[Start of section]
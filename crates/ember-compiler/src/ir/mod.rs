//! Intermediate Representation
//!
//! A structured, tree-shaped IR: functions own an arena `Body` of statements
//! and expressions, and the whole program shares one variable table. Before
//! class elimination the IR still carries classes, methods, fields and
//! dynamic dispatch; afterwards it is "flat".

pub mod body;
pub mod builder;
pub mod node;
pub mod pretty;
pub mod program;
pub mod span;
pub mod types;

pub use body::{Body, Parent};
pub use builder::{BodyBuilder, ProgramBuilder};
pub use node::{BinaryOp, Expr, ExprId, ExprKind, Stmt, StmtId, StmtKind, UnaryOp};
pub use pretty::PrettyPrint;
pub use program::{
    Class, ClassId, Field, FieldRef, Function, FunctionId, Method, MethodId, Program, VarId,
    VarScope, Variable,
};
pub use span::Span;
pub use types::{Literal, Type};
[End of section]
[Start of section]
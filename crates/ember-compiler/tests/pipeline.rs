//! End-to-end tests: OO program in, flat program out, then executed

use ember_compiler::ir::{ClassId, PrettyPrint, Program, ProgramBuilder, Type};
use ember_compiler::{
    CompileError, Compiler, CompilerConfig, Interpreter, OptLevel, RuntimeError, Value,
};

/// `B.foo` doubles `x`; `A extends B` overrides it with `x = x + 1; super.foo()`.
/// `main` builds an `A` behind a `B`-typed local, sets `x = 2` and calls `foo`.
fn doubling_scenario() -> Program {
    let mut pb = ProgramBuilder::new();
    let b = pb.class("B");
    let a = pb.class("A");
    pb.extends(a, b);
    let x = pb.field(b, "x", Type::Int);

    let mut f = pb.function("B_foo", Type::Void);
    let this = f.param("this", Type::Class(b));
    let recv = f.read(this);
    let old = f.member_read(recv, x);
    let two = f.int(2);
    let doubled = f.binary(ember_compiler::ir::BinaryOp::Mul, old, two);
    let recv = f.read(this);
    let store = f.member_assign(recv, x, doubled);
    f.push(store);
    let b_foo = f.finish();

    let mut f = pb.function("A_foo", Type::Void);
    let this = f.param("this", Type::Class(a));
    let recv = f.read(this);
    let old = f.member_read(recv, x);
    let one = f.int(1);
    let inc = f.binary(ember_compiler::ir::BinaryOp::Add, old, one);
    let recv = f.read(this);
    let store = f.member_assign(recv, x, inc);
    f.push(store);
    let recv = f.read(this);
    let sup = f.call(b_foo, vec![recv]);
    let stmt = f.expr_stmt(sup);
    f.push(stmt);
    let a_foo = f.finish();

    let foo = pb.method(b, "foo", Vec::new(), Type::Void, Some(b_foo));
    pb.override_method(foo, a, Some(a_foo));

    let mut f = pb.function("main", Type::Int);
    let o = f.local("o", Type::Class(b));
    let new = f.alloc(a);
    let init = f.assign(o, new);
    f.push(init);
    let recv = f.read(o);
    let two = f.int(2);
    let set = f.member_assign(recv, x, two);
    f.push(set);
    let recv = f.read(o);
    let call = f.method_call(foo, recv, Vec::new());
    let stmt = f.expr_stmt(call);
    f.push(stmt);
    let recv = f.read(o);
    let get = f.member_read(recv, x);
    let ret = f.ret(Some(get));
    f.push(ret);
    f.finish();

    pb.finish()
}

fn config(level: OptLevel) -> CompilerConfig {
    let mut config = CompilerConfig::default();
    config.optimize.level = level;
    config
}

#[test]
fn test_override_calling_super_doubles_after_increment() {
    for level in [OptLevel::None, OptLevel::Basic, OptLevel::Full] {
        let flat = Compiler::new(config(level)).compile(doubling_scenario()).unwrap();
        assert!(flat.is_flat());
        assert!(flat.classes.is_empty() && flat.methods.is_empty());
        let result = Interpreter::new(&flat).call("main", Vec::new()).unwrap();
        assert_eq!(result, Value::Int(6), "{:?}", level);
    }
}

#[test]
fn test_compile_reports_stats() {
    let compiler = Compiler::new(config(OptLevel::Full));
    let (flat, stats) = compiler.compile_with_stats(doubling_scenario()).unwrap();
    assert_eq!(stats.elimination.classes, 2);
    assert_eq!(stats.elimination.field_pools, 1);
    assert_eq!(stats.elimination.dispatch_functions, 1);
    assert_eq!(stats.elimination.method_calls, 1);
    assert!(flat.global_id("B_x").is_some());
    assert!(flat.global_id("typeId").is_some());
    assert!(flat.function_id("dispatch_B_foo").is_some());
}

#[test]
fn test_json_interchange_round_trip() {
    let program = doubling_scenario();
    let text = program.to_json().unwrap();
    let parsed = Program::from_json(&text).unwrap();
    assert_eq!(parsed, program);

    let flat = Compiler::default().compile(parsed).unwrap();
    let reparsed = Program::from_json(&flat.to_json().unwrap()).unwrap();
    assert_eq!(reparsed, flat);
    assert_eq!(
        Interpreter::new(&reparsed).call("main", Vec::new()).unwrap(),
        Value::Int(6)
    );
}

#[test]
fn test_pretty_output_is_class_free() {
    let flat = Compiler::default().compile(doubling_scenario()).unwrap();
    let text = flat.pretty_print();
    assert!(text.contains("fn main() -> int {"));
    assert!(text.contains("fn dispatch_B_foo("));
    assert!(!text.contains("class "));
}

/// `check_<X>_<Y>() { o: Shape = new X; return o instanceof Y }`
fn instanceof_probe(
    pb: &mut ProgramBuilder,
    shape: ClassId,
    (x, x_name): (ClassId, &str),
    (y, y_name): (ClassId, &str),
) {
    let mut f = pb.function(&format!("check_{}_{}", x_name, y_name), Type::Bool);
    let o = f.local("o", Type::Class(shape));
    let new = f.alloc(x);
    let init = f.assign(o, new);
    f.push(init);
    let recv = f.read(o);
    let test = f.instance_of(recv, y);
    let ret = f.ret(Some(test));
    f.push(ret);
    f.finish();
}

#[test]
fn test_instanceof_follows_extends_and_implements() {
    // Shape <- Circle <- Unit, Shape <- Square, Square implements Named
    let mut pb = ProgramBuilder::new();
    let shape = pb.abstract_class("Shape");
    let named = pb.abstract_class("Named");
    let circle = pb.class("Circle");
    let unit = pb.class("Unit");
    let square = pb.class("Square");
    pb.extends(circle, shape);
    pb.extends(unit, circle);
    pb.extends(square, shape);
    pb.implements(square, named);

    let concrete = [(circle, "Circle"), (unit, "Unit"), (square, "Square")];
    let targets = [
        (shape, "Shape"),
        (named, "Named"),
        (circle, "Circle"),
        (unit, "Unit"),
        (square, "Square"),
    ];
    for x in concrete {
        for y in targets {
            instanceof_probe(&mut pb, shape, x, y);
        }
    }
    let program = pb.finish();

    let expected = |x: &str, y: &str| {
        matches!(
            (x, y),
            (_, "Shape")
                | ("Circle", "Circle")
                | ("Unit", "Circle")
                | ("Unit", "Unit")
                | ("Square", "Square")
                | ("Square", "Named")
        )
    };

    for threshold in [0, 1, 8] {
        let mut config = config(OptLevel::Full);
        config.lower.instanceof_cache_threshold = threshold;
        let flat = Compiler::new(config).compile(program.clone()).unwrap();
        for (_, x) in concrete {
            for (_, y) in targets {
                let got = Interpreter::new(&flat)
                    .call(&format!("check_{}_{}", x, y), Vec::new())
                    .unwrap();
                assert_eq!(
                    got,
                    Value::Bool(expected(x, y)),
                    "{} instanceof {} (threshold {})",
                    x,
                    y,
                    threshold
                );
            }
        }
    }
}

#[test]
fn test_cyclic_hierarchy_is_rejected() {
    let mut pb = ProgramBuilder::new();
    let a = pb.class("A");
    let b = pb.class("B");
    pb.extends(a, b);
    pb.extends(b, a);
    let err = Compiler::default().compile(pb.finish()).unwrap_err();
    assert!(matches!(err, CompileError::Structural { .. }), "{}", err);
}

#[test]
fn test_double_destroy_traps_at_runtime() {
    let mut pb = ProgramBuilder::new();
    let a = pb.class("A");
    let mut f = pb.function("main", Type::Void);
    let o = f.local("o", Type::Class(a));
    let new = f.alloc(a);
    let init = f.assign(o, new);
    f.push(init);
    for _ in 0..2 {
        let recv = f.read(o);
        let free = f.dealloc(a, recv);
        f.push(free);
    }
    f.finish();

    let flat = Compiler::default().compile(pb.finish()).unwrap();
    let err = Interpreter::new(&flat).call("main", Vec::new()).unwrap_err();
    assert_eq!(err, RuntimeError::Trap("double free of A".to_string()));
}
[End of section]
[Start of section]
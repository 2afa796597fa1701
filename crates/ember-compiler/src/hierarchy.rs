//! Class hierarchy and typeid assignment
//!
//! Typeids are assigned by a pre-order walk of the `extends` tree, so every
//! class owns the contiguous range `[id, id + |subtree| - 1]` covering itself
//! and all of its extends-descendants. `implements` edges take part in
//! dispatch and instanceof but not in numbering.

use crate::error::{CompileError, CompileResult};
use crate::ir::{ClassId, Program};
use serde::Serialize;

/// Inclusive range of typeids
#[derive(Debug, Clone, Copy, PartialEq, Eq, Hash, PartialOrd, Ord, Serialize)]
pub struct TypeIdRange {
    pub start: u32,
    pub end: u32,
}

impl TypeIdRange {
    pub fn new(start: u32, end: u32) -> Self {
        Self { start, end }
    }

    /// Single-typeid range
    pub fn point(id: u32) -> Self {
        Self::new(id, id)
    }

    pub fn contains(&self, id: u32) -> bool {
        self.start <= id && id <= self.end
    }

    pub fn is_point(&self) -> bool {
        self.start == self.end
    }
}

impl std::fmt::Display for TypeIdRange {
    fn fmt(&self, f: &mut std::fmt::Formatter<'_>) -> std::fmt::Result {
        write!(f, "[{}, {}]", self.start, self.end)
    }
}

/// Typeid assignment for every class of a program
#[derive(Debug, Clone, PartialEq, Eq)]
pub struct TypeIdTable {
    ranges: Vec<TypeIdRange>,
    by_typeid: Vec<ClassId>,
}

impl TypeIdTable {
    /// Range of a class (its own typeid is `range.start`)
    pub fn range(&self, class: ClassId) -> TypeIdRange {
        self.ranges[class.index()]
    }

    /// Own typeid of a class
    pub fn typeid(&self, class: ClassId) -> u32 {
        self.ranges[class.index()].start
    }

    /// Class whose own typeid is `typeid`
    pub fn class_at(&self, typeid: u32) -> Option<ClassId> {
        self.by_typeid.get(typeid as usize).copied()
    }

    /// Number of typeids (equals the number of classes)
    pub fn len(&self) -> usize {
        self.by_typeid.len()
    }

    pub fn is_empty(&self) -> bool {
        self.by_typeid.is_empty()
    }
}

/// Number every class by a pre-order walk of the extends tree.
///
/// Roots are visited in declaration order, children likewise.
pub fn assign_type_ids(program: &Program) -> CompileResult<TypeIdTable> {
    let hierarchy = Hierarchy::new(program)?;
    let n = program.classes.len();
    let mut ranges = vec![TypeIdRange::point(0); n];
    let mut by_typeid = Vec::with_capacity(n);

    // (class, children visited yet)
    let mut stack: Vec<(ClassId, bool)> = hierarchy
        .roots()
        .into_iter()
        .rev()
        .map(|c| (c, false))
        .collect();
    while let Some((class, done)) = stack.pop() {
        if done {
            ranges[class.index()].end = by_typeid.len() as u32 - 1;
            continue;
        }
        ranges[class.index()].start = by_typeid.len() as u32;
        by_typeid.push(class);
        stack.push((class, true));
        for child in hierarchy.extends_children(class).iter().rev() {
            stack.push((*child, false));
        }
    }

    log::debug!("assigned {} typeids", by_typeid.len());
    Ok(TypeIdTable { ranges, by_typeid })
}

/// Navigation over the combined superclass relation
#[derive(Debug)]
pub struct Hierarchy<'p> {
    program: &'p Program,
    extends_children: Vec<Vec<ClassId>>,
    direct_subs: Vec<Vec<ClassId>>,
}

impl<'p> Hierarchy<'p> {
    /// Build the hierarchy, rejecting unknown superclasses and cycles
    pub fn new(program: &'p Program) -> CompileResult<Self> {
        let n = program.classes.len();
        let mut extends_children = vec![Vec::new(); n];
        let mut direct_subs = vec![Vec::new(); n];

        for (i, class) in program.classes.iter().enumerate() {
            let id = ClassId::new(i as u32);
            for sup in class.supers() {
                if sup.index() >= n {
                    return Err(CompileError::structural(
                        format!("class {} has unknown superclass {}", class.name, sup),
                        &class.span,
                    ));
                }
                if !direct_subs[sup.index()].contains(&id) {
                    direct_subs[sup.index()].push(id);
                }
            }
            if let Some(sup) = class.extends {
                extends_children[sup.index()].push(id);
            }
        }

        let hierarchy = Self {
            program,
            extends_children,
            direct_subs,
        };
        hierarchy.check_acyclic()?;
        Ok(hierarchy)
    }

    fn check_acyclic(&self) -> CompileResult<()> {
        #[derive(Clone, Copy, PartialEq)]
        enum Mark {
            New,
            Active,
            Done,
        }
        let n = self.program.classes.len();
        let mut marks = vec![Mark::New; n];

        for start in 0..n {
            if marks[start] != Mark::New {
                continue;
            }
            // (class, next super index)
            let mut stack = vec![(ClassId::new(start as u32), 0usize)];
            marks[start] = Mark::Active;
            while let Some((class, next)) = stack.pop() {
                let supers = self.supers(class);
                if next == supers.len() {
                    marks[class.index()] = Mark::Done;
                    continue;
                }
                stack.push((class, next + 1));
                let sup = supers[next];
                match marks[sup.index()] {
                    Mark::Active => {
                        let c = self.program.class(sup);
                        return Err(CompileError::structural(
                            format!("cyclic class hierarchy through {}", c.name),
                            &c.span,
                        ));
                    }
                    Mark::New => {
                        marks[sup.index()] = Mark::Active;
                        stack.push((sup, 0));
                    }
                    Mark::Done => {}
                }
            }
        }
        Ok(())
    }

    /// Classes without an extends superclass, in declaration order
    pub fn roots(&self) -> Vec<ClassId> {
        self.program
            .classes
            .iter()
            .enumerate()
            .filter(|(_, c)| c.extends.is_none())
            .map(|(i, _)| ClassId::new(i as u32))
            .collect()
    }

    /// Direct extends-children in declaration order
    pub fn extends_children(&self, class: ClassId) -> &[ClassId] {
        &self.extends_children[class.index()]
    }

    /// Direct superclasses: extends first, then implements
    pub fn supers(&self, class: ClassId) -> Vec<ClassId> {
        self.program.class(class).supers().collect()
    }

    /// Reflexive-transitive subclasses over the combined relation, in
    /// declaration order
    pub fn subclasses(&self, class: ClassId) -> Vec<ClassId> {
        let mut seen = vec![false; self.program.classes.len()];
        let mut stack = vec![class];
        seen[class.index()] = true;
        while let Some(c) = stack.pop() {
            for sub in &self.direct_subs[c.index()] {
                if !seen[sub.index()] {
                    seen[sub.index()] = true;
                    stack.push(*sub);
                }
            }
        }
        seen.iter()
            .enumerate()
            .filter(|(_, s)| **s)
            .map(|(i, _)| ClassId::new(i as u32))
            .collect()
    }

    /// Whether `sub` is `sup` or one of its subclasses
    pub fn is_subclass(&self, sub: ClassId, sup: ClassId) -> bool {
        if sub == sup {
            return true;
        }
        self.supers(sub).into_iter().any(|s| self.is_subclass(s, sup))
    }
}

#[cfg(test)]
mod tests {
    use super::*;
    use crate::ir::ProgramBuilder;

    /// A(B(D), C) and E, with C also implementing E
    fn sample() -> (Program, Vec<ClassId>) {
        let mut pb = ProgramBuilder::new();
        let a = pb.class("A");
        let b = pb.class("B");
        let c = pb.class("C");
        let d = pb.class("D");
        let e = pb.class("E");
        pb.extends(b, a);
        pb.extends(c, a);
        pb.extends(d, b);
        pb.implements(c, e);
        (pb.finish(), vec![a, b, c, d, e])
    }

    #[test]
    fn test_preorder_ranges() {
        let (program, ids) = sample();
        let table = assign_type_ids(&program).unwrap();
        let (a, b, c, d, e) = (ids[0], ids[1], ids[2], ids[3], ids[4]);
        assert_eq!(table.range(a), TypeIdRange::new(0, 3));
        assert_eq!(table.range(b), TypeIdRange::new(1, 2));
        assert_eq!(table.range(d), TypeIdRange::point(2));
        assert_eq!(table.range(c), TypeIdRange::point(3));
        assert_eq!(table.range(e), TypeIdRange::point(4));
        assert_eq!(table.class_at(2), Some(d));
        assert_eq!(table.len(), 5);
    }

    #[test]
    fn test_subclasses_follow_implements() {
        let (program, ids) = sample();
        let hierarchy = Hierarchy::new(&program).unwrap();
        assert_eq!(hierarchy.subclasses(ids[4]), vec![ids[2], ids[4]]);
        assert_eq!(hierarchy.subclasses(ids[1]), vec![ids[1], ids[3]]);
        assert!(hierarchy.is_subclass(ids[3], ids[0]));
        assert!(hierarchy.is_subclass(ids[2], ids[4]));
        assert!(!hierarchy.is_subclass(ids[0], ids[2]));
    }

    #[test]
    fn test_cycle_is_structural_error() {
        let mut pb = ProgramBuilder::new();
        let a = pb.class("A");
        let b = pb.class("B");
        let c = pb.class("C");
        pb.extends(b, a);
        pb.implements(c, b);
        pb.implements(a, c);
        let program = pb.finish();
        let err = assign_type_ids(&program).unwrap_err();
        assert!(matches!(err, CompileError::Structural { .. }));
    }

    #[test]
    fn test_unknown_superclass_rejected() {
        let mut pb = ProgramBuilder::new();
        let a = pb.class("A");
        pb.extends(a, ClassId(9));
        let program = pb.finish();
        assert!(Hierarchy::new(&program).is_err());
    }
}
[End of section]
**Required work:** In the entries above, how many lines hold the word "visited"? Answer with the number only.

**Task answer:** 2